While studying at Moorhead State University, she would perform in summer stock with the school’s Straw Hat Players. Her passion for performing drew her to frequent trips to New York under various pretenses. “One was pretending I was religious and joining the United Campus Ministry,” she told Playbill in a 2008 interview. “They were coming here for $50. I think I left them in a church in Brooklyn.” Just shy of graduating, Ms. Maxwell moved to New York full-time to pursue acting.

Her career on Broadway took off in her early 40s, when she starred as Kristine in the 1997 revival of A Doll’s House opposite Janet McTeer and Owen Teale. The 1998 revival of The Sound of Music (in which she played the baroness Elsa Schraeder), The Dinner Party, and Sixteen Wounded followed before Chitty Chitty Bang Bang.

Ms. Maxwell’s additional credits include To Be Or Not to Be on Broadway, regional productions of The Seagull and The King and I, and Off-Broadway’s House and Garden, Entertaining Mr. Sloane, Victory: Choices in Reaction, Wings, The City of Conversation, and, in 2015, Scenes From an Execution. During the last, a Potomac Theatre Project production, she announced that she intended to retire from theatre.

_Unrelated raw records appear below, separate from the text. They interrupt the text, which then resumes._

//! Handle on one submitted run.

use std::fmt;
use std::sync::Arc;

use serde::{Deserialize, Serialize};
use tokio::sync::watch;
use tracing::{debug, info};

use crate::error::Result;
use crate::scheduler::{CancelOutcome, RunSubmission, Scheduler, WorkInfo, WorkInfoStream};
use crate::task::{RunId, TaskId, TaskState};

/// Aggregate state of a run, derived from its tasks.
///
/// A run is terminal only once every task is. It is then `Failed` if any
/// task failed, `Cancelled` if any was cancelled, and `Succeeded` otherwise.
/// While tasks are still live, `Running` beats `Blocked` beats `Enqueued`.
///
/// # Examples
///
/// ```
/// use taskchain::{RunState, TaskState};
///
/// let states = [TaskState::Succeeded, TaskState::Failed, TaskState::Failed];
/// assert_eq!(RunState::from_states(states), RunState::Failed);
///
/// let states = [TaskState::Succeeded, TaskState::Blocked];
/// assert_eq!(RunState::from_states(states), RunState::Blocked);
/// ```
#[derive(Debug, Clone, Copy, PartialEq, Eq, Hash, Serialize, Deserialize)]
#[serde(rename_all = "snake_case")]
pub enum RunState {
    /// No task has started.
    Enqueued,
    /// No task is running and at least one waits on constraints.
    Blocked,
    /// At least one task is running.
    Running,
    /// Every task succeeded.
    Succeeded,
    /// Every task is terminal and at least one failed.
    Failed,
    /// Every task is terminal, none failed and at least one was cancelled.
    Cancelled,
}

impl RunState {
    /// Aggregates task states.
    pub fn from_states(states: impl IntoIterator<Item = TaskState>) -> Self {
        let mut all_terminal = true;
        let (mut failed, mut cancelled, mut running, mut blocked) = (false, false, false, false);
        let mut any = false;
        for state in states {
            any = true;
            all_terminal &= state.is_terminal();
            match state {
                TaskState::Failed => failed = true,
                TaskState::Cancelled => cancelled = true,
                TaskState::Running => running = true,
                TaskState::Blocked => blocked = true,
                TaskState::Enqueued | TaskState::Succeeded => {},
            }
        }

        if !any {
            return Self::Enqueued;
        }
        if all_terminal {
            if failed {
                Self::Failed
            } else if cancelled {
                Self::Cancelled
            } else {
                Self::Succeeded
            }
        } else if running {
            Self::Running
        } else if blocked {
            Self::Blocked
        } else {
            Self::Enqueued
        }
    }

    /// Aggregates a snapshot.
    pub fn from_infos(infos: &[WorkInfo]) -> Self {
        Self::from_states(infos.iter().map(|info| info.state))
    }

    /// Returns `true` for `Succeeded`, `Failed` and `Cancelled`.
    pub fn is_terminal(&self) -> bool {
        matches!(self, Self::Succeeded | Self::Failed | Self::Cancelled)
    }
}

impl fmt::Display for RunState {
    fn fmt(&self, f: &mut fmt::Formatter<'_>) -> fmt::Result {
        match self {
            Self::Enqueued => write!(f, "enqueued"),
            Self::Blocked => write!(f, "blocked"),
            Self::Running => write!(f, "running"),
            Self::Succeeded => write!(f, "succeeded"),
            Self::Failed => write!(f, "failed"),
            Self::Cancelled => write!(f, "cancelled"),
        }
    }
}

/// Observes and controls one submitted run.
///
/// Cloning is cheap; every clone observes the same run.
#[derive(Clone)]
pub struct PipelineHandle {
    name: String,
    run_id: RunId,
    task_ids: Vec<TaskId>,
    scheduler: Arc<dyn Scheduler>,
    updates: watch::Receiver<Vec<WorkInfo>>,
}

impl PipelineHandle {
    /// Wraps a scheduler's submission receipt.
    pub fn new(scheduler: Arc<dyn Scheduler>, submission: RunSubmission) -> Self {
        Self {
            name: submission.name,
            run_id: submission.run_id,
            task_ids: submission.task_ids,
            scheduler,
            updates: submission.updates,
        }
    }

    /// Unique work name.
    pub fn name(&self) -> &str {
        &self.name
    }

    /// The observed run.
    pub fn run_id(&self) -> RunId {
        self.run_id
    }

    /// Tasks of the run, in declaration order.
    pub fn task_ids(&self) -> &[TaskId] {
        &self.task_ids
    }

    /// Cancels every live task under this run's unique name, including
    /// runs appended before or after this one. Cancelling when nothing is
    /// live is a no-op.
    ///
    /// # Errors
    ///
    /// Propagates scheduler failures.
    pub async fn cancel(&self) -> Result<()> {
        let outcome = self.scheduler.cancel_by_name(&self.name).await?;
        self.log_cancel(outcome);
        Ok(())
    }

    /// Cancels only this run, leaving other runs under the name alone.
    ///
    /// # Errors
    ///
    /// Propagates scheduler failures.
    pub async fn cancel_run_only(&self) -> Result<()> {
        let outcome = self.scheduler.cancel_run(self.run_id).await?;
        self.log_cancel(outcome);
        Ok(())
    }

    fn log_cancel(&self, outcome: CancelOutcome) {
        match outcome {
            CancelOutcome::Cancelled(count) => {
                info!(name = %self.name, run_id = %self.run_id, count, "cancelled");
            },
            CancelOutcome::NothingToCancel => {
                debug!(name = %self.name, run_id = %self.run_id, "nothing to cancel");
            },
        }
    }

    /// The latest status of every task in the run.
    pub fn snapshot(&self) -> Vec<WorkInfo> {
        self.updates.borrow().clone()
    }

    /// Status of one task.
    pub fn task_info(&self, task_id: TaskId) -> Option<WorkInfo> {
        self.updates
            .borrow()
            .iter()
            .find(|info| info.task_id == task_id)
            .cloned()
    }

    /// The run's aggregate state.
    pub fn state(&self) -> RunState {
        RunState::from_infos(&self.updates.borrow())
    }

    /// Live stream of snapshots, starting with the current one.
    ///
    /// The stream never ends on its own, even after the scheduler forgets a
    /// settled run; drop it to unsubscribe.
    pub fn updates(&self) -> WorkInfoStream {
        WorkInfoStream::new(self.updates.clone())
    }

    /// Waits until every task of the run is terminal.
    ///
    /// # Errors
    ///
    /// Returns [`Error::Scheduler`](crate::Error::Scheduler) if the scheduler
    /// drops the run first.
    pub async fn wait_for_terminal(&self) -> Result<RunState> {
        let infos = self
            .updates()
            .wait_for(|infos| RunState::from_infos(infos).is_terminal())
            .await?;
        Ok(RunState::from_infos(&infos))
    }
}

impl fmt::Debug for PipelineHandle {
    fn fmt(&self, f: &mut fmt::Formatter<'_>) -> fmt::Result {
        f.debug_struct("PipelineHandle")
            .field("name", &self.name)
            .field("run_id", &self.run_id)
            .field("task_ids", &self.task_ids)
            .finish_non_exhaustive()
    }
}

#[cfg(test)]
mod tests {
    use super::*;
    use TaskState::*;

    #[test]
    fn empty_run_is_enqueued() {
        assert_eq!(RunState::from_states(Vec::new()), RunState::Enqueued);
    }

    #[test]
    fn failure_waits_for_siblings() {
        assert_eq!(RunState::from_states([Failed, Running]), RunState::Running);
        assert_eq!(RunState::from_states([Failed, Cancelled]), RunState::Failed);
    }

    #[test]
    fn cancellation_outranks_success() {
        assert_eq!(
            RunState::from_states([Succeeded, Cancelled, Cancelled]),
            RunState::Cancelled
        );
        assert_eq!(
            RunState::from_states([Succeeded, Succeeded]),
            RunState::Succeeded
        );
    }

    #[test]
    fn live_states_rank_running_over_blocked() {
        assert_eq!(
            RunState::from_states([Succeeded, Blocked, Running]),
            RunState::Running
        );
        assert_eq!(
            RunState::from_states([Succeeded, Enqueued]),
            RunState::Enqueued
        );
    }
}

“The kinds of roles I was being offered were just…I’d been the and done that, and I just didn’t want to do that anymore,” Ms. Maxwell told Time Out New York. “I think theater saves people’s lives and it’s wonderful. This is just a personal choice for me.”

She went on to appear on the small screen in the CBS comedy BrainDead, as well as episodes of Gotham and Madam Secretary. Her additional film and TV credits include I Am Michael, Billy & Billie, The Divide, and Law & Order, in which she played four different characters over nine years ("If you see me, you can turn it off... I did it," she once told Playbill).

Ms. Maxwell is survived by her husband, actor Robert Emmet Lunney, and their aforementioned son William.